[Saved data entries]

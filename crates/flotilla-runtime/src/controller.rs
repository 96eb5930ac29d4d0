//! Controller: drives a [`Reconciler`] from a work queue.

use std::sync::Arc;
use std::time::Duration;

use tokio::sync::{Semaphore, mpsc, watch};
use tracing::{debug, error, info, warn};

use crate::queue::QueueHandle;

/// What the scheduler should do with a key after a successful pass.
#[derive(Debug, Clone, Copy, PartialEq, Eq)]
pub enum Action {
    /// Nothing pending; wait for the next change event.
    AwaitChange,
    /// Look again after the given delay, or sooner if something changes.
    Requeue(Duration),
}

impl Action {
    pub fn await_change() -> Self {
        Action::AwaitChange
    }

    pub fn requeue(after: Duration) -> Self {
        Action::Requeue(after)
    }
}

/// Idempotent reconcile function for one kind of key.
///
/// Implementations are called from blocking worker threads and must be
/// safe to run concurrently for distinct keys.
pub trait Reconciler: Send + Sync + 'static {
    type Error: std::error::Error + Send + Sync + 'static;

    /// Used in logs.
    const NAME: &'static str;

    fn reconcile(&self, key: &str) -> Result<Action, Self::Error>;

    /// Whether a failed pass should be retried with backoff. Errors that
    /// signal a caller bug return false and are only logged.
    fn is_retryable(&self, _error: &Self::Error) -> bool {
        true
    }
}

/// Worker and backoff settings.
#[derive(Debug, Clone)]
pub struct ControllerConfig {
    pub workers: usize,
    pub initial_backoff: Duration,
    pub max_backoff: Duration,
}

impl Default for ControllerConfig {
    fn default() -> Self {
        Self {
            workers: 4,
            initial_backoff: Duration::from_secs(1),
            max_backoff: Duration::from_secs(60),
        }
    }
}

impl ControllerConfig {
    /// Delay before retry number `failures` (1-based).
    pub fn backoff(&self, failures: u32) -> Duration {
        let exp = failures.saturating_sub(1).min(20);
        self.initial_backoff
            .saturating_mul(1u32 << exp)
            .min(self.max_backoff)
    }
}

/// Runs one reconciler over a work queue.
pub struct Controller<R: Reconciler> {
    reconciler: Arc<R>,
    config: ControllerConfig,
    queue: QueueHandle,
    rx: mpsc::UnboundedReceiver<String>,
}

impl<R: Reconciler> Controller<R> {
    pub fn new(reconciler: R, config: ControllerConfig) -> Self {
        let (queue, rx) = QueueHandle::new(R::NAME);
        Self {
            reconciler: Arc::new(reconciler),
            config,
            queue,
            rx,
        }
    }

    /// Handle for enqueueing keys; clone freely.
    pub fn queue(&self) -> QueueHandle {
        self.queue.clone()
    }

    /// Dispatch keys until `shutdown` flips. In-flight passes are allowed
    /// to finish; queued keys are dropped.
    pub async fn run(mut self, mut shutdown: watch::Receiver<bool>) {
        let workers = self.config.workers.max(1);
        let permits = Arc::new(Semaphore::new(workers));
        info!(controller = R::NAME, workers, "controller started");

        loop {
            tokio::select! {
                key = self.rx.recv() => {
                    let Some(key) = key else { break };
                    let permit = tokio::select! {
                        permit = permits.clone().acquire_owned() => match permit {
                            Ok(p) => p,
                            Err(_) => break,
                        },
                        _ = shutdown.changed() => break,
                    };
                    self.queue.start(&key);
                    let reconciler = self.reconciler.clone();
                    let queue = self.queue.clone();
                    let config = self.config.clone();
                    tokio::spawn(async move {
                        process(reconciler, queue, config, key).await;
                        drop(permit);
                    });
                }
                _ = shutdown.changed() => break,
            }
        }

        // Wait for in-flight passes.
        let _ = permits.acquire_many(workers as u32).await;
        info!(controller = R::NAME, "controller stopped");
    }
}

async fn process<R: Reconciler>(
    reconciler: Arc<R>,
    queue: QueueHandle,
    config: ControllerConfig,
    key: String,
) {
    let task_key = key.clone();
    let task_reconciler = reconciler.clone();
    let result = tokio::task::spawn_blocking(move || task_reconciler.reconcile(&task_key)).await;

    let next = match result {
        Ok(Ok(action)) => {
            let (_, rerun) = queue.finish(&key, false);
            debug!(controller = queue.name(), %key, ?action, "reconciled");
            match action {
                Action::Requeue(after) if !rerun => Some(after),
                _ => None,
            }
        }
        Ok(Err(e)) if !reconciler.is_retryable(&e) => {
            queue.finish(&key, false);
            error!(controller = queue.name(), %key, error = %e, "reconcile failed, not retrying");
            None
        }
        Ok(Err(e)) => {
            let (failures, rerun) = queue.finish(&key, true);
            let delay = config.backoff(failures);
            warn!(
                controller = queue.name(),
                %key,
                error = %e,
                failures,
                retry_in_ms = delay.as_millis() as u64,
                "reconcile failed"
            );
            (!rerun).then_some(delay)
        }
        Err(join) => {
            let (failures, rerun) = queue.finish(&key, true);
            error!(controller = queue.name(), %key, error = %join, "reconcile panicked");
            (!rerun).then_some(config.backoff(failures))
        }
    };

    if let Some(delay) = next {
        queue.enqueue_after(&key, delay);
    }
}

#[cfg(test)]
mod tests {
    use super::*;
    use std::collections::HashMap;
    use std::sync::Mutex;
    use std::sync::atomic::{AtomicUsize, Ordering};

    #[derive(Debug, thiserror::Error)]
    enum TestError {
        #[error("transient")]
        Transient,
        #[error("fatal")]
        Fatal,
    }

    #[derive(Default)]
    struct Recorder {
        calls: Mutex<HashMap<String, usize>>,
        in_flight: AtomicUsize,
        max_in_flight: AtomicUsize,
        /// Keys that fail transiently this many times before succeeding.
        fail_first: Mutex<HashMap<String, usize>>,
        hold: Duration,
    }

    impl Recorder {
        fn calls(&self, key: &str) -> usize {
            self.calls.lock().unwrap().get(key).copied().unwrap_or(0)
        }
    }

    impl Reconciler for Arc<Recorder> {
        type Error = TestError;
        const NAME: &'static str = "recorder";

        fn reconcile(&self, key: &str) -> Result<Action, TestError> {
            let now = self.in_flight.fetch_add(1, Ordering::SeqCst) + 1;
            self.max_in_flight.fetch_max(now, Ordering::SeqCst);
            std::thread::sleep(self.hold);
            *self.calls.lock().unwrap().entry(key.to_string()).or_insert(0) += 1;
            self.in_flight.fetch_sub(1, Ordering::SeqCst);

            if key == "fatal" {
                return Err(TestError::Fatal);
            }
            let mut fail = self.fail_first.lock().unwrap();
            if let Some(n) = fail.get_mut(key)
                && *n > 0
            {
                *n -= 1;
                return Err(TestError::Transient);
            }
            Ok(Action::await_change())
        }

        fn is_retryable(&self, error: &TestError) -> bool {
            matches!(error, TestError::Transient)
        }
    }

    fn fast_config(workers: usize) -> ControllerConfig {
        ControllerConfig {
            workers,
            initial_backoff: Duration::from_millis(10),
            max_backoff: Duration::from_millis(40),
        }
    }

    async fn settle(queue: &QueueHandle) {
        for _ in 0..200 {
            tokio::time::sleep(Duration::from_millis(10)).await;
            if queue.is_empty() {
                return;
            }
        }
        panic!("queue did not drain");
    }

    #[test]
    fn backoff_doubles_and_caps() {
        let config = ControllerConfig::default();
        assert_eq!(config.backoff(1), Duration::from_secs(1));
        assert_eq!(config.backoff(2), Duration::from_secs(2));
        assert_eq!(config.backoff(4), Duration::from_secs(8));
        assert_eq!(config.backoff(10), Duration::from_secs(60));
        assert_eq!(config.backoff(u32::MAX), Duration::from_secs(60));
    }

    #[tokio::test(flavor = "multi_thread", worker_threads = 2)]
    async fn same_key_never_runs_concurrently() {
        let recorder = Arc::new(Recorder {
            hold: Duration::from_millis(80),
            ..Default::default()
        });
        let controller = Controller::new(recorder.clone(), fast_config(4));
        let queue = controller.queue();
        let (shutdown_tx, shutdown_rx) = watch::channel(false);
        let task = tokio::spawn(controller.run(shutdown_rx));

        queue.enqueue("web");
        tokio::time::sleep(Duration::from_millis(20)).await;
        queue.enqueue("web");
        queue.enqueue("web");
        settle(&queue).await;

        assert_eq!(recorder.max_in_flight.load(Ordering::SeqCst), 1);
        // One initial pass plus one for the triggers seen while running.
        assert_eq!(recorder.calls("web"), 2);

        shutdown_tx.send(true).unwrap();
        task.await.unwrap();
    }

    #[tokio::test(flavor = "multi_thread", worker_threads = 2)]
    async fn distinct_keys_run_in_parallel() {
        let recorder = Arc::new(Recorder {
            hold: Duration::from_millis(50),
            ..Default::default()
        });
        let controller = Controller::new(recorder.clone(), fast_config(4));
        let queue = controller.queue();
        let (shutdown_tx, shutdown_rx) = watch::channel(false);
        let task = tokio::spawn(controller.run(shutdown_rx));

        for key in ["a", "b", "c"] {
            queue.enqueue(key);
        }
        settle(&queue).await;

        assert!(recorder.max_in_flight.load(Ordering::SeqCst) > 1);
        shutdown_tx.send(true).unwrap();
        task.await.unwrap();
    }

    #[tokio::test(flavor = "multi_thread", worker_threads = 2)]
    async fn transient_errors_retry_with_backoff() {
        let recorder = Arc::new(Recorder::default());
        recorder
            .fail_first
            .lock()
            .unwrap()
            .insert("flaky".to_string(), 2);
        let controller = Controller::new(recorder.clone(), fast_config(2));
        let queue = controller.queue();
        let (shutdown_tx, shutdown_rx) = watch::channel(false);
        let task = tokio::spawn(controller.run(shutdown_rx));

        queue.enqueue("flaky");
        for _ in 0..100 {
            tokio::time::sleep(Duration::from_millis(10)).await;
            if recorder.calls("flaky") >= 3 {
                break;
            }
        }
        assert_eq!(recorder.calls("flaky"), 3);

        shutdown_tx.send(true).unwrap();
        task.await.unwrap();
    }

    #[tokio::test(flavor = "multi_thread", worker_threads = 2)]
    async fn fatal_errors_are_not_retried() {
        let recorder = Arc::new(Recorder::default());
        let controller = Controller::new(recorder.clone(), fast_config(2));
        let queue = controller.queue();
        let (shutdown_tx, shutdown_rx) = watch::channel(false);
        let task = tokio::spawn(controller.run(shutdown_rx));

        queue.enqueue("fatal");
        settle(&queue).await;
        tokio::time::sleep(Duration::from_millis(100)).await;
        assert_eq!(recorder.calls("fatal"), 1);

        shutdown_tx.send(true).unwrap();
        task.await.unwrap();
    }
}
/// A committed change to one object.
#[derive(Debug, Clone, PartialEq, Eq)]
pub struct WatchEvent {
    pub kind: &'static str,
    pub key: String,
    pub labels: BTreeMap<String, String>,
    pub owner: Option<String>,
    pub change: Change,
}

/// Thread-safe object store backed by redb.
#[derive(Clone)]
pub struct ObjectStore {
    db: Arc<Database>,
    events: broadcast::Sender<WatchEvent>,
}

fn decode<S: ResourceSpec>(bytes: &[u8]) -> StateResult<Object<S>> {
    serde_json::from_slice(bytes).map_err(map_err!(Deserialize))
}

fn encode<S: ResourceSpec>(obj: &Object<S>) -> StateResult<Vec<u8>> {
    serde_json::to_vec(obj).map_err(map_err!(Serialize))
}
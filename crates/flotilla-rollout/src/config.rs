//! Configuration resolution for a descriptor.
//!
//! App configs are published cluster-wide with the app label. The one
//! without a target label is the base; a config carrying the descriptor's
//! target overrides individual keys. Each shared config the descriptor
//! lists is folded in as a single entry holding its serialized contents.
//! The merged map is materialized once per content hash as a `ConfigMap`
//! in the descriptor's namespace, and releases refer to it by name.

use std::collections::BTreeMap;

use regex::Regex;
use sha2::{Digest, Sha256};
use tracing::{debug, info, warn};

use flotilla_state::labels::{self, APP_LABEL, CONFIG_HASH_LABEL, SHARED_CONFIG_LABEL, TARGET_LABEL};
use flotilla_state::*;

use crate::error::RolloutResult;

/// Hex digits of the content hash kept in the config map name.
const CONFIG_NAME_HASH_LEN: usize = 6;

/// Merged key/value configuration plus its content hash.
#[derive(Debug, Clone, PartialEq, Eq)]
pub struct ResolvedConfig {
    pub data: BTreeMap<String, String>,
    pub hash: String,
}

impl ResolvedConfig {
    pub fn from_data(data: BTreeMap<String, String>) -> Self {
        let mut hasher = Sha256::new();
        // BTreeMap iterates in key order. Each field is length-prefixed so
        // entry boundaries cannot shift between keys and values.
        for (key, value) in &data {
            for field in [key, value] {
                hasher.update((field.len() as u64).to_le_bytes());
                hasher.update(field.as_bytes());
            }
        }
        let hash = hex::encode(hasher.finalize());
        Self { data, hash }
    }

    /// `{app}-{hash[..6]}`
    pub fn config_map_name(&self, app: &str) -> String {
        let short = self.hash.get(..CONFIG_NAME_HASH_LEN).unwrap_or(&self.hash);
        format!("{app}-{short}")
    }
}

/// Supplies the merged configuration for a descriptor.
pub trait ConfigSource: Send + Sync {
    /// `None` when the descriptor has neither an app config nor any
    /// resolvable shared config.
    fn resolve(&self, at: &AppTarget) -> RolloutResult<Option<ResolvedConfig>>;
}

/// Resolves configuration from `AppConfig` objects in the store.
#[derive(Clone)]
pub struct StoreConfigSource {
    store: ObjectStore,
}

impl StoreConfigSource {
    pub fn new(store: ObjectStore) -> Self {
        Self { store }
    }

    /// Base config overlaid with the target-specific one, from every
    /// config of `config_type` matching `selector`.
    fn merged(
        &self,
        config_type: ConfigType,
        selector: &LabelSelector,
        target: &str,
    ) -> RolloutResult<Option<BTreeMap<String, String>>> {
        let configs: Vec<AppConfig> = self
            .store
            .list_matching::<AppConfigSpec>(selector)?
            .into_iter()
            .filter(|c| c.spec.config_type == config_type)
            .collect();

        let base = configs
            .iter()
            .find(|c| c.meta.label(TARGET_LABEL).is_none_or(str::is_empty));
        let scoped = configs
            .iter()
            .find(|c| c.meta.label(TARGET_LABEL) == Some(target));

        let mut entries = match (base, scoped) {
            (None, None) => return Ok(None),
            (Some(base), _) => base.spec.entries.clone(),
            (None, Some(_)) => BTreeMap::new(),
        };
        if let Some(scoped) = scoped {
            entries.extend(scoped.spec.entries.clone());
        }
        Ok(Some(entries))
    }
}

impl ConfigSource for StoreConfigSource {
    fn resolve(&self, at: &AppTarget) -> RolloutResult<Option<ResolvedConfig>> {
        let valid_key = Regex::new(r"^[A-Z_][A-Z0-9_]*$")?;
        let app_config = self.merged(
            ConfigType::App,
            &LabelSelector::new().with(APP_LABEL, &at.spec.app),
            &at.spec.target,
        )?;

        let mut shared = Vec::new();
        for name in &at.spec.configs {
            let selector = LabelSelector::new().with(SHARED_CONFIG_LABEL, name);
            match self.merged(ConfigType::Shared, &selector, &at.spec.target)? {
                Some(entries) => shared.push((name, entries)),
                None => warn!(app = %at.spec.app, target = %at.spec.target, config = %name, "could not find shared config"),
            }
        }

        if app_config.is_none() && shared.is_empty() {
            return Ok(None);
        }

        let mut data = BTreeMap::new();
        for (key, value) in app_config.unwrap_or_default() {
            let env_key = EnvVar::normalize_name(&key);
            if valid_key.is_match(&env_key) {
                data.insert(env_key, value);
            } else {
                warn!(app = %at.spec.app, %key, "skipping config key that is not a valid environment name");
            }
        }
        for (name, entries) in shared {
            data.insert(EnvVar::normalize_name(name), serde_json::to_string(&entries)?);
        }
        Ok(Some(ResolvedConfig::from_data(data)))
    }
}

/// Create the config map for `config` in the descriptor's namespace unless
/// one with that content already exists. Returns its name.
pub fn ensure_config_map(store: &ObjectStore, at: &AppTarget, config: &ResolvedConfig) -> RolloutResult<String> {
    let name = config.config_map_name(&at.spec.app);
    let namespace = at.target_namespace();
    if store.get::<ConfigMapSpec>(namespace, &name)?.is_some() {
        debug!(%name, "config map already present");
        return Ok(name);
    }

    let mut meta = ObjectMeta::new(namespace, &name);
    meta.labels = labels::target_labels(&at.spec.app, &at.spec.target);
    meta.labels
        .insert(CONFIG_HASH_LABEL.to_string(), config.hash.clone());
    meta.owner = Some(at.key());

    match store.create(Object::new(meta, ConfigMapSpec { data: config.data.clone() })) {
        Ok(_) => {
            info!(app = %at.spec.app, target = %at.spec.target, %name, "created config map");
            Ok(name)
        }
        // Same content hash means same data.
        Err(StateError::AlreadyExists { .. }) => Ok(name),
        Err(e) => Err(e.into()),
    }
}

#[cfg(test)]
mod tests {
    use super::*;

    fn app_target(configs: &[&str]) -> AppTarget {
        Object::new(
            ObjectMeta::new("", "web-prod"),
            AppTargetSpec {
                app: "web".to_string(),
                target: "prod".to_string(),
                build: "web-v1-abcd".to_string(),
                deploy_mode: DeployMode::Latest,
                runtime: RuntimeSpec::default(),
                configs: configs.iter().map(|c| c.to_string()).collect(),
                scale: ScaleSpec::default(),
                ingress: None,
            },
        )
    }

    fn app_config(name: &str, target: Option<&str>, entries: &[(&str, &str)]) -> AppConfig {
        let mut meta = ObjectMeta::new("", name).with_labels([(APP_LABEL, "web")]);
        if let Some(target) = target {
            meta.labels.insert(TARGET_LABEL.to_string(), target.to_string());
        }
        Object::new(
            meta,
            AppConfigSpec {
                config_type: ConfigType::App,
                entries: entries
                    .iter()
                    .map(|(k, v)| (k.to_string(), v.to_string()))
                    .collect(),
            },
        )
    }

    fn shared_config(name: &str, entries: &[(&str, &str)]) -> AppConfig {
        Object::new(
            ObjectMeta::new("", name).with_labels([(SHARED_CONFIG_LABEL, name)]),
            AppConfigSpec {
                config_type: ConfigType::Shared,
                entries: entries
                    .iter()
                    .map(|(k, v)| (k.to_string(), v.to_string()))
                    .collect(),
            },
        )
    }

    #[test]
    fn no_config_resolves_to_none() {
        let store = ObjectStore::open_in_memory().unwrap();
        let source = StoreConfigSource::new(store);
        assert_eq!(source.resolve(&app_target(&["missing"])).unwrap(), None);
    }

    #[test]
    fn target_config_overrides_base() {
        let store = ObjectStore::open_in_memory().unwrap();
        store
            .create(app_config("web", None, &[("log-level", "info"), ("port", "80")]))
            .unwrap();
        store
            .create(app_config("web-prod", Some("prod"), &[("log-level", "warn")]))
            .unwrap();
        store
            .create(app_config("web-dev", Some("dev"), &[("log-level", "debug")]))
            .unwrap();

        let resolved = StoreConfigSource::new(store)
            .resolve(&app_target(&[]))
            .unwrap()
            .unwrap();

        assert_eq!(resolved.data.get("LOG_LEVEL").map(String::as_str), Some("warn"));
        assert_eq!(resolved.data.get("PORT").map(String::as_str), Some("80"));
        assert_eq!(resolved.data.len(), 2);
    }

    #[test]
    fn shared_configs_become_single_entries() {
        let store = ObjectStore::open_in_memory().unwrap();
        store
            .create(shared_config("db-main", &[("host", "db.internal")]))
            .unwrap();

        let resolved = StoreConfigSource::new(store)
            .resolve(&app_target(&["db-main"]))
            .unwrap()
            .unwrap();

        assert_eq!(
            resolved.data.get("DB_MAIN").map(String::as_str),
            Some(r#"{"host":"db.internal"}"#)
        );
    }

    #[test]
    fn invalid_keys_are_skipped() {
        let store = ObjectStore::open_in_memory().unwrap();
        store
            .create(app_config("web", None, &[("9lives", "x"), ("ok", "y")]))
            .unwrap();

        let resolved = StoreConfigSource::new(store)
            .resolve(&app_target(&[]))
            .unwrap()
            .unwrap();
        assert_eq!(resolved.data.keys().collect::<Vec<_>>(), vec!["OK"]);
    }

    #[test]
    fn hash_follows_content() {
        let a = ResolvedConfig::from_data(BTreeMap::from([("A".to_string(), "1".to_string())]));
        let b = ResolvedConfig::from_data(BTreeMap::from([("A".to_string(), "1".to_string())]));
        let c = ResolvedConfig::from_data(BTreeMap::from([("A".to_string(), "2".to_string())]));
        assert_eq!(a.hash, b.hash);
        assert_ne!(a.hash, c.hash);
        assert_eq!(a.config_map_name("web").len(), "web-".len() + 6);
    }

    #[test]
    fn hash_separates_keys_from_values() {
        let split = ResolvedConfig::from_data(BTreeMap::from([
            ("A".to_string(), "1".to_string()),
            ("B".to_string(), "2".to_string()),
        ]));
        let joined = ResolvedConfig::from_data(BTreeMap::from([("A".to_string(), "1B=2".to_string())]));
        assert_ne!(split.hash, joined.hash);

        let key_heavy = ResolvedConfig::from_data(BTreeMap::from([("AB".to_string(), "".to_string())]));
        let value_heavy = ResolvedConfig::from_data(BTreeMap::from([("A".to_string(), "B".to_string())]));
        assert_ne!(key_heavy.hash, value_heavy.hash);
    }

    #[test]
    fn config_map_is_created_once() {
        let store = ObjectStore::open_in_memory().unwrap();
        let at = app_target(&[]);
        let config = ResolvedConfig::from_data(BTreeMap::from([("A".to_string(), "1".to_string())]));

        let name = ensure_config_map(&store, &at, &config).unwrap();
        assert_eq!(ensure_config_map(&store, &at, &config).unwrap(), name);

        let map = store.get::<ConfigMapSpec>("prod", &name).unwrap().unwrap();
        assert_eq!(map.spec.data, config.data);
        assert_eq!(map.meta.label(CONFIG_HASH_LABEL), Some(config.hash.as_str()));
        assert_eq!(map.meta.spec_version, 1);
    }
}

ABOUT THIS EXERCISE | Whenever a line of the records holds the string "collections", pick it out and copy it.

TASK ANSWER |
    use std::collections::HashMap;
use std::collections::BTreeMap;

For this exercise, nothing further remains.